Assignment - Throughout the material, some lines may have the word "derive". Count them and give the number only.

Source data -
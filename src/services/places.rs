//! Places catalog
//!
//! Accumulates places from the gateway's place-list responses. The catalog
//! is published as an immutable snapshot: every response builds a new
//! snapshot and swaps it into a watch channel, so readers never see a
//! partially applied response.
//!
//! Repeated responses append again; entries are not deduplicated by name.

use crate::domain::types::Place;
use crate::infra::metrics::Metrics;
use crate::services::gateway::RobotGateway;
use serde::Serialize;
use serde_json::Value;
use std::sync::Arc;
use tokio::sync::watch;
use tracing::{debug, error, info, warn};

/// Catalog contents at one point in time
#[derive(Debug, Clone, Default, PartialEq, Serialize)]
pub struct PlacesSnapshot {
    pub places: Vec<Place>,
    /// Place names, in catalog order
    pub destinations: Vec<String>,
}

/// Result of parsing one place-list response
#[derive(Debug, Default)]
pub struct ParsedPlaces {
    pub places: Vec<Place>,
    pub skipped: usize,
}

/// Parse a raw place-list response, skipping malformed entries individually
pub fn parse_places(raw: &str) -> anyhow::Result<ParsedPlaces> {
    let entries: Vec<Value> = serde_json::from_str(raw)?;
    let mut parsed = ParsedPlaces::default();

    for (index, entry) in entries.into_iter().enumerate() {
        match serde_json::from_value::<Place>(entry) {
            Ok(place) => parsed.places.push(place),
            Err(e) => {
                parsed.skipped += 1;
                warn!(index = %index, error = %e, "place_entry_skipped");
            }
        }
    }

    Ok(parsed)
}

pub struct PlacesCatalog {
    gateway: Arc<dyn RobotGateway>,
    snapshot: watch::Sender<Arc<PlacesSnapshot>>,
    metrics: Arc<Metrics>,
}

impl PlacesCatalog {
    pub fn new(gateway: Arc<dyn RobotGateway>, metrics: Arc<Metrics>) -> Self {
        let (snapshot, _) = watch::channel(Arc::new(PlacesSnapshot::default()));
        Self { gateway, snapshot, metrics }
    }

    /// Ask the gateway for its place list; the response arrives asynchronously
    pub fn request_places(&self) {
        match self.gateway.request_place_list() {
            Ok(()) => debug!("place_list_requested"),
            Err(e) => warn!(error = %e, "place_list_request_failed"),
        }
    }

    /// Append the well-formed entries of a place-list response.
    /// Returns the number of places appended.
    pub fn on_places_response(&self, raw: &str) -> usize {
        let parsed = match parse_places(raw) {
            Ok(parsed) => parsed,
            Err(e) => {
                error!(error = %e, "place_list_unparseable");
                return 0;
            }
        };

        let added = parsed.places.len();
        self.metrics.record_places(added as u64, parsed.skipped as u64);
        if added == 0 {
            debug!(skipped = %parsed.skipped, "place_list_empty");
            return 0;
        }

        self.snapshot.send_modify(|current| {
            let mut next = (**current).clone();
            for place in parsed.places {
                next.destinations.push(place.name.clone());
                next.places.push(place);
            }
            *current = Arc::new(next);
        });

        info!(
            added = %added,
            skipped = %parsed.skipped,
            total = %self.snapshot.borrow().places.len(),
            "places_updated"
        );
        added
    }

    pub fn snapshot(&self) -> Arc<PlacesSnapshot> {
        self.snapshot.borrow().clone()
    }

    pub fn destinations(&self) -> Vec<String> {
        self.snapshot.borrow().destinations.clone()
    }

    pub fn subscribe(&self) -> watch::Receiver<Arc<PlacesSnapshot>> {
        self.snapshot.subscribe()
    }
}
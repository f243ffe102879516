//! Infrastructure - configuration and metrics
//!
//! This module contains infrastructure concerns:
//! - `config` - Application configuration (TOML loading, defaults)
//! - `metrics` - Lock-free metrics collection

pub mod config;
pub mod metrics;

// Re-export commonly used types
pub use config::Config;
pub use metrics::Metrics;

Task answer - 2